En pratique, les personnels doivent disposer d’une protection complète de la peau et des muqueuses: casaques avec heaume ou combinaison intégrale imperméables, protection oculaire, masque FFP2 et double paire de gants nitriles. Les auteurs du document soulignent:

«Les conditions de travail, en binômes, dans une ambiance calme et silencieuse, dans un espace de travail bien organisé, en nombre limité de personnes dans les lieux, doivent limiter au maximum le risque d’exposition au virus. La formation, l’entraînement régulier et l’habilitation des personnels sont nécessaires pour une sécurité renforcée et doivent être organisés au niveau national.»

Ces mêmes auteurs formulent une série de critiques techniques concernant les dispositions (toujours en vigueur) de l’arrêté du 6 août dernier qui autorise la manipulation de prélèvements contenant du virus Ebola provenant de patients infectés.

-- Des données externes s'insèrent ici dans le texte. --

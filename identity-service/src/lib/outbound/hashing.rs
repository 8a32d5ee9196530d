use auth::PasswordHasher;

use crate::account::errors::HashingError;
use crate::account::ports::SecretHasher;

impl SecretHasher for PasswordHasher {
    fn hash(&self, raw: &str) -> Result<String, HashingError> {
        PasswordHasher::hash(self, raw).map_err(|e| HashingError(e.to_string()))
    }

    fn matches(&self, raw: &str, hash: &str) -> Result<bool, HashingError> {
        self.verify(raw, hash).map_err(|e| HashingError(e.to_string()))
    }
}
pub mod directory;
pub mod errors;
pub mod models;
pub mod ports;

«La réalisation des examens biologiques dans de telles conditions représente une démarche lourde et contrainte, ne pouvant répondre à tous les besoins en cas de soins urgents. La mise à disposition d’automates de biologie délocalisée dans la chambre du patient, sous tente pour une protection optimale du manipulateur et de l’environnement, est une mesure complémentaire qui doit être réservée en cas d’extrême urgence (gazométrie artérielle, kaliémie et hémoglobinémie par exemple). Son usage impose la formation spécifique et l’entraînement des personnels, et doit y associer les biologistes au moins pour maintenance et validation adéquates des examens.»

Ce document révèle aussi qu’après avoir été formés, il arrive que des techniciens «refusent de signer leur fiche d’habilitation ce qui pose un réel problème de prise en charge H24 des analyses».

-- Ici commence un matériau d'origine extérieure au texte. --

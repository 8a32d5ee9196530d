use std::collections::HashMap;
use std::sync::Arc;
use std::sync::Mutex;

use async_trait::async_trait;
use tokio::sync::RwLock;

use crate::account::directory::AccountStores;
use crate::account::errors::StoreError;
use crate::account::models::Account;
use crate::account::models::AccountId;
use crate::account::models::AccountKind;
use crate::account::models::IdentityField;
use crate::account::ports::AccountStore;

#[derive(Default)]
struct Claims {
    usernames: HashMap<String, AccountId>,
    emails: HashMap<String, AccountId>,
    by_account: HashMap<AccountId, (String, String)>,
}

/// Username and email claims shared by every in-memory store.
///
/// Plays the role of a storage-level unique constraint spanning all four kinds.
#[derive(Default)]
pub struct IdentityIndex {
    claims: Mutex<Claims>,
}

impl IdentityIndex {
    pub fn new() -> Self {
        Self::default()
    }

    /// Claim the account's username and email, releasing any it held before.
    fn claim(&self, account: &Account) -> Result<(), StoreError> {
        let mut claims = self
            .claims
            .lock()
            .map_err(|_| StoreError::Unavailable("identity index poisoned".to_string()))?;

        let username = account.username.as_str();
        let email = account.email.as_str();

        if matches!(claims.usernames.get(username), Some(owner) if *owner != account.id) {
            return Err(StoreError::UniqueViolation(IdentityField::Username));
        }
        if matches!(claims.emails.get(email), Some(owner) if *owner != account.id) {
            return Err(StoreError::UniqueViolation(IdentityField::Email));
        }

        if let Some((old_username, old_email)) = claims.by_account.remove(&account.id) {
            claims.usernames.remove(&old_username);
            claims.emails.remove(&old_email);
        }
        claims.usernames.insert(username.to_string(), account.id);
        claims.emails.insert(email.to_string(), account.id);
        claims
            .by_account
            .insert(account.id, (username.to_string(), email.to_string()));

        Ok(())
    }
}

/// Account store of one kind, held in process memory.
pub struct InMemoryAccountStore {
    kind: AccountKind,
    records: RwLock<HashMap<AccountId, Account>>,
    index: Arc<IdentityIndex>,
}

impl InMemoryAccountStore {
    pub fn new(kind: AccountKind, index: Arc<IdentityIndex>) -> Self {
        Self {
            kind,
            records: RwLock::new(HashMap::new()),
            index,
        }
    }

    pub fn kind(&self) -> AccountKind {
        self.kind
    }
}

#[async_trait]
impl AccountStore for InMemoryAccountStore {
    async fn find_by_id(&self, id: &AccountId) -> Result<Option<Account>, StoreError> {
        Ok(self.records.read().await.get(id).cloned())
    }

    async fn find_by_username(&self, username: &str) -> Result<Option<Account>, StoreError> {
        let records = self.records.read().await;
        Ok(records
            .values()
            .find(|account| account.username.as_str() == username)
            .cloned())
    }

    async fn find_by_email(&self, email: &str) -> Result<Option<Account>, StoreError> {
        let records = self.records.read().await;
        Ok(records
            .values()
            .find(|account| account.email.as_str() == email)
            .cloned())
    }

    async fn put(&self, account: Account) -> Result<Account, StoreError> {
        if account.kind() != self.kind {
            return Err(StoreError::CorruptRecord(format!(
                "{} account routed to {} store",
                account.kind(),
                self.kind
            )));
        }

        let mut records = self.records.write().await;
        self.index.claim(&account)?;
        records.insert(account.id, account.clone());

        Ok(account)
    }
}

/// Four empty in-memory stores sharing one identity index.
pub fn in_memory_stores() -> AccountStores {
    let index = Arc::new(IdentityIndex::new());
    let store = |kind| -> Arc<dyn AccountStore> {
        Arc::new(InMemoryAccountStore::new(kind, Arc::clone(&index)))
    };

    AccountStores {
        customers: store(AccountKind::Customer),
        administrators: store(AccountKind::Admin),
        operators: store(AccountKind::Operator),
        kitchen: store(AccountKind::Kitchen),
    }
}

Que faire si des soignants refusent?

«Cette difficulté peut mettre en défaut la totalité de la chaîne de prise en charge. Il est urgent d’y apporter une solution», soulignent les auteurs. Ces derniers prennent soin de souligner que le droit de retrait (art L. 4131-1 à L. 4132-5 du Code du travail) ne peut s’appliquer que si l’établissement ne prend pas les mesures de protection appropriées. L’article R.3110-10 du décret 2005-1764 concernant la réserve sanitaire précise que les établissements de santé de référence (ESR) «sont chargés de porter un diagnostic et, le cas échéant, d’assurer une prise en charge thérapeutique en cas d’accident nucléaire, radiologique, biologique et chimique».

Comment résoudre toutes ces difficultés? 

«Pour favoriser l’adhésion des personnels aux contraintes imposées par ces mesures de sécurité, une démarche d’accompagnement fondée sur une information claire, valide et soutenue doit être assurée dès l’embauche dans les ESR, y compris auprès des représentants des personnels comme en CHSCT. Des formations pratiques régulièrement répétées tout particulièrement à l’habillage et au déshabillage doivent être organisées avec participation obligatoire de tous, renforcées par des affiches avec photos, vidéos. Des exercices doivent être organisés régulièrement pour tester l’ensemble de la chaîne de prise en charge. Dans cette situation exceptionnelle potentiellement fortement anxiogène, il pourrait être proposé qu’un renfort spécifique soit mis à disposition en médecine du travail, avec consultation et prise en charge psychologique qui permette d’accompagner au mieux la gestion du stress des personnels qui la souhaiteraient. Plus largement, la prise en charge d’un tel patient, représentant une situation inédite et avec des incertitudes, justifie la mise en place d’un système d’information et de communication dédié entre tous les acteurs. Il devrait être sous la responsabilité du directeur et du responsable du service communication (…). Destiné aux professionnels mais aussi au patient et à ses proches, il devrait être préparé et entraîné à la gestion d’une multitude d’informations parfois contradictoires en urgence.»

Les auteurs du document tiennent à souligner qu’ils ont eu quelques difficultés pour recueillir «un certain nombre de données concernant l’état des lieux dont les autorités sanitaires ont la responsabilité». Et cet état des lieux «a constaté le caractère incomplètement conforme, à ce jour, des structures d’accueil et des circuits». Un euphémisme qui, au-delà des assurances gouvernementales et présidentielles, souligne la nécessité d’agir sans plus tarder.